We will want to be able to open the API for users external to the toolforge infrastructure.
This task is to investigate current practices and options for us to do authentication in toolforge.
Currently we are doing ssl authentication using the client certificates that were generated for the tools (living in the NFS shared folders).
What we want
This authentication should grant access to anything you can do through the API at least, with access to k8s as an optional plus.
Restrictions
- We want to avoid having to process on toolforge infra any LDAP credentials directly or Openstack app credentials, only short-lived tokens generated for the authentication. Once we have validated the user against some identity provider, we can generate our own session for the rest of the interaction.
- Should be as simple as possible for users
Authenticating on toolforge API
This just needs a way to map User(being that a human user or a tool user) <-> Tool (as in tool group).
We don't need any roles/scopes or similar fine grained access control (RBAC/etc.).
Interactive authentication (ex. browser authentication)
For the future UI, we want to be able to use a browser to authenticate in an easy way (ex. avoid certificates)
Non-interactive authentication: (ex. cli authentication, gitlab/github workflows...)
We also want to enable other clients, like command line interface, authenticating in an easy way, this might require creating some sort of "api tokens" or similar to avoid having to authenticate on every cli execution (and enable automations like github/gitlab actions and such).
Toolforge tokens
This means that we need to store some tokens somewhere (be that our own miniservice, or idp/keystone/anything that has the capabilities)
Easy rotation
These "api tokens" will need some way for the users to easily rotate themselves in case of expiry, leakage or forgetting them.
Authenticating against radosgw for bucket access
We also want users to be able to access the buckets that
Authentication sources
Some options to investigate are:
idp.wmcloud.org
This uses CAS(the software) as the sso server.
Supports:
- oauth
- cas (the protocol)
- openid
- saml
- rest
The data that we get back from the server include the ldap groups in the memberOf key:
memberOf [cn=tools.sqlchecker,ou=servicegroups,dc=wikimedia,dc=org, cn=tools.wm-lol,ou=servicegroups,dc=wikimedia,dc=org, cn=tools.jobs,ou=servicegroups,dc=wikimedia,dc=org, cn=project-account-creation-assistance,ou=groups,dc=wikimedia,dc=org, cn=project-cloudvirt-canary,ou=groups,dc=wikimedia,dc=org, cn=project-dumps,ou=groups,dc=wikimedia,dc=org, cn=project-wmflabsdotorg,ou=groups,dc=wikimedia,dc=org, cn=tools.toolschecker,ou=servicegroups,dc=wikimedia,dc=org, cn=tools.cloud-ceph-performance-tests,ou=servicegroups, ...
It has no support for token-based auth
other projects using it
- Catalyst - https://phabricator.wikimedia.org/T350725
- grafana.wmcloud.org
- https://prometheus-alerts.wmcloud.org/
wikitech
This has no advantage over using idp/keystone
keystone
Has it's own authentication protocol (see docs https://docs.openstack.org/keystone/pike/user/index.html)

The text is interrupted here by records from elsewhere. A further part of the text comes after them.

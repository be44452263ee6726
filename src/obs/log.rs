//! Structured request/response log records.
//!
//! Every outbound exchange produces one record per direction. Records are flat JSON objects so
//! the same shape can be shared with the inbound logging middleware of the host service.

// crates.io
use time::macros;
// self
use crate::{
	_prelude::*,
	trace::{RequestContext, TraceId},
};

/// `tracing` target the records are emitted on.
pub const LOG_TARGET: &str = "outbound_http::http";
/// Body characters kept per record unless configured otherwise.
pub const DEFAULT_MAX_BODY_LENGTH: usize = 1000;

const REDACTED: &str = "<redacted>";

/// Logging knobs shared by every transport chain built from one registry.
#[derive(Clone, Debug, PartialEq, Eq, Serialize, Deserialize)]
#[serde(default)]
pub struct LogConfig {
	/// Maximum body characters kept per record; `0` keeps the whole body.
	pub max_body_length: usize,
	/// URL paths whose exchanges are never logged.
	pub exclude_urls: HashSet<String>,
}
impl LogConfig {
	/// Returns `true` when exchanges on `path` must not be logged.
	pub fn is_excluded(&self, path: &str) -> bool {
		self.exclude_urls.contains(path)
	}

	/// Builds the record describing an outgoing (or incoming) request.
	///
	/// Returns `None` when the request path is excluded.
	pub fn request_record<B>(&self, kind: LogType, request: &http::Request<B>) -> Option<LogRecord>
	where
		B: AsRef<[u8]>,
	{
		if self.is_excluded(request.uri().path()) {
			return None;
		}

		let ctx = RequestContext::of(request);

		Some(LogRecord {
			method: Some(request.method().to_string()),
			url: Some(log_url(request.uri())),
			headers: log_headers(request.headers()),
			body: self.log_body(request.body().as_ref()),
			..LogRecord::new(LogLevel::Info, kind, ctx.trace_id())
		})
	}

	/// Builds the record describing the response to a request sent as `method` to `uri`.
	///
	/// Returns `None` when the request path is excluded.
	pub fn response_record<B>(
		&self,
		kind: LogType,
		method: &Method,
		uri: &http::Uri,
		trace_id: Option<&TraceId>,
		response: &http::Response<B>,
	) -> Option<LogRecord>
	where
		B: AsRef<[u8]>,
	{
		if self.is_excluded(uri.path()) {
			return None;
		}

		Some(LogRecord {
			method: Some(method.to_string()),
			url: Some(log_url(uri)),
			status: Some(response.status().as_u16()),
			headers: log_headers(response.headers()),
			body: self.log_body(response.body().as_ref()),
			..LogRecord::new(LogLevel::Info, kind, trace_id)
		})
	}

	/// Builds the `ERROR` record for a request to `uri` that produced no response.
	///
	/// Returns `None` when the request path is excluded.
	pub fn failure_record(
		&self,
		method: &Method,
		uri: &http::Uri,
		trace_id: Option<&TraceId>,
		error: &dyn Display,
	) -> Option<LogRecord> {
		if self.is_excluded(uri.path()) {
			return None;
		}

		let url = log_url(uri);
		let message = format!("{method} {url} failed: {error}");

		Some(LogRecord {
			method: Some(method.to_string()),
			url: Some(url),
			..LogRecord::message(LogLevel::Error, message, trace_id)
		})
	}

	fn log_body(&self, body: &[u8]) -> String {
		let text = String::from_utf8_lossy(body);
		let compact = text.chars().filter(|c| !c.is_whitespace());

		if self.max_body_length == 0 {
			compact.collect()
		} else {
			compact.take(self.max_body_length).collect()
		}
	}
}
impl Default for LogConfig {
	fn default() -> Self {
		Self { max_body_length: DEFAULT_MAX_BODY_LENGTH, exclude_urls: HashSet::new() }
	}
}

/// Category of a log record.
#[derive(Clone, Copy, Debug, PartialEq, Eq, Hash, Serialize, Deserialize)]
#[serde(rename_all = "SCREAMING_SNAKE_CASE")]
pub enum LogType {
	/// Request received by the host service.
	OuterRequest,
	/// Response returned by the host service.
	OuterResponse,
	/// Request sent to an upstream API.
	InnerRequest,
	/// Response received from an upstream API.
	InnerResponse,
	/// Free-form message.
	Message,
}

/// Severity of a log record.
#[derive(Clone, Copy, Debug, PartialEq, Eq, PartialOrd, Ord, Hash, Serialize, Deserialize)]
#[serde(rename_all = "UPPERCASE")]
pub enum LogLevel {
	/// Diagnostic detail.
	Debug,
	/// Regular traffic records.
	Info,
	/// Recoverable anomalies.
	Warn,
	/// Failed exchanges.
	Error,
}

/// One flat log line.
#[derive(Clone, Debug, PartialEq, Eq, Serialize)]
pub struct LogRecord {
	/// UTC time stamp, `yyyy-mm-ddTHH:mm:ss.SSS`.
	pub time: String,
	/// Trace id of the inbound request that caused the exchange.
	#[serde(skip_serializing_if = "Option::is_none")]
	pub trace_id: Option<String>,
	/// Severity.
	pub level: LogLevel,
	/// Record category.
	#[serde(rename = "type")]
	pub kind: LogType,
	/// Free-form message, for [`LogType::Message`] records.
	#[serde(skip_serializing_if = "Option::is_none")]
	pub message: Option<String>,
	/// HTTP method.
	#[serde(skip_serializing_if = "Option::is_none")]
	pub method: Option<String>,
	/// Host and path, without the query string.
	#[serde(skip_serializing_if = "Option::is_none")]
	pub url: Option<String>,
	/// Response status.
	#[serde(skip_serializing_if = "Option::is_none")]
	pub status: Option<u16>,
	/// Multi-valued headers; credentials are redacted.
	#[serde(skip_serializing_if = "BTreeMap::is_empty")]
	pub headers: BTreeMap<String, Vec<String>>,
	/// Body with whitespace stripped, truncated to the configured length.
	#[serde(skip_serializing_if = "String::is_empty")]
	pub body: String,
}
impl LogRecord {
	/// Builds a [`LogType::Message`] record.
	pub fn message(
		level: LogLevel,
		message: impl Into<String>,
		trace_id: Option<&TraceId>,
	) -> Self {
		Self { message: Some(message.into()), ..Self::new(level, LogType::Message, trace_id) }
	}

	fn new(level: LogLevel, kind: LogType, trace_id: Option<&TraceId>) -> Self {
		Self {
			time: log_time(OffsetDateTime::now_utc()),
			trace_id: trace_id.map(ToString::to_string),
			level,
			kind,
			message: None,
			method: None,
			url: None,
			status: None,
			headers: BTreeMap::new(),
			body: String::new(),
		}
	}

	/// Renders the record as a single JSON line.
	pub fn to_json(&self) -> String {
		serde_json::to_string(self).unwrap_or_default()
	}
}

/// Emits `record` as one `tracing` event on [`LOG_TARGET`] at the record's level.
pub fn emit(record: &LogRecord) {
	#[cfg(feature = "tracing")]
	{
		let line = record.to_json();

		match record.level {
			LogLevel::Debug => tracing::debug!(target: LOG_TARGET, "{line}"),
			LogLevel::Info => tracing::info!(target: LOG_TARGET, "{line}"),
			LogLevel::Warn => tracing::warn!(target: LOG_TARGET, "{line}"),
			LogLevel::Error => tracing::error!(target: LOG_TARGET, "{line}"),
		}
	}
	#[cfg(not(feature = "tracing"))]
	{
		let _ = record;
	}
}

fn log_time(instant: OffsetDateTime) -> String {
	instant
		.format(macros::format_description!(
			"[year]-[month]-[day]T[hour]:[minute]:[second].[subsecond digits:3]"
		))
		.unwrap_or_default()
}

fn log_url(uri: &http::Uri) -> String {
	let host = uri.host().unwrap_or_default();

	match uri.port_u16() {
		Some(port) => format!("{host}:{port}{}", uri.path()),
		None => format!("{host}{}", uri.path()),
	}
}

fn log_headers(headers: &HeaderMap) -> BTreeMap<String, Vec<String>> {
	let mut out = BTreeMap::<String, Vec<String>>::new();

	for (name, value) in headers {
		let value = if value.is_sensitive() || *name == http::header::AUTHORIZATION {
			REDACTED.to_owned()
		} else {
			String::from_utf8_lossy(value.as_bytes()).into_owned()
		};

		out.entry(name.as_str().to_owned()).or_default().push(value);
	}

	out
}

It can be federated (use idp underneath) - https://docs.openstack.org/keystone/latest/admin/federation/introduction.html
keycloak
Similar to CAS, can be federated with both CAS, keystone and LDAP and be deployed locally.
The advantage might be to be able to add toolforge-specific bits in it.
Implementations
For any of the solutions we would want the users to not have to deal with more than one system (ex. not have to go to keystone themselves, get a token, then go to toolforge), and instead make toolforge deal with anything needed unless it's implementing standard auth flows for web UI (ex. OIDC, etc.) where you get redirected to the id provider login page.
All keystone
A starting diagram is here with all the flows (including the current ssl certificate), still unfinished:
https://drive.google.com/file/d/1f1F2XT9ppFaeYcuNVBd8s9DjYwXrrGix/view?usp=sharing
Blockers
We can't use keystone for interactive logins directly as that would require providing either you user-pass or application credential to the toolforge server to forward to keystone.
idp for web UI, new service for app tokens
(work in progress)
Interactive client identification flows
Besides using one of the app tokens, there's the possibility to use oauth2 to authenticate the cli against idp, see:
https://medium.com/@balaajanthan/openid-flow-from-a-cli-ac45de876ead
Essentially you can use a localhost based callback url, or an application private uri (for desktop apps), the localhost url might be the easiest to support.
See specification for 'native apps' here https://datatracker.ietf.org/doc/html/rfc8252#section-7.1
It seems that using localhost for the auth flow should work for linux, mac and windows on default installations (nice).
To open urls on different oses automatically (if we want to), we can try using xdg-open on linux, open on mac, and start on windows.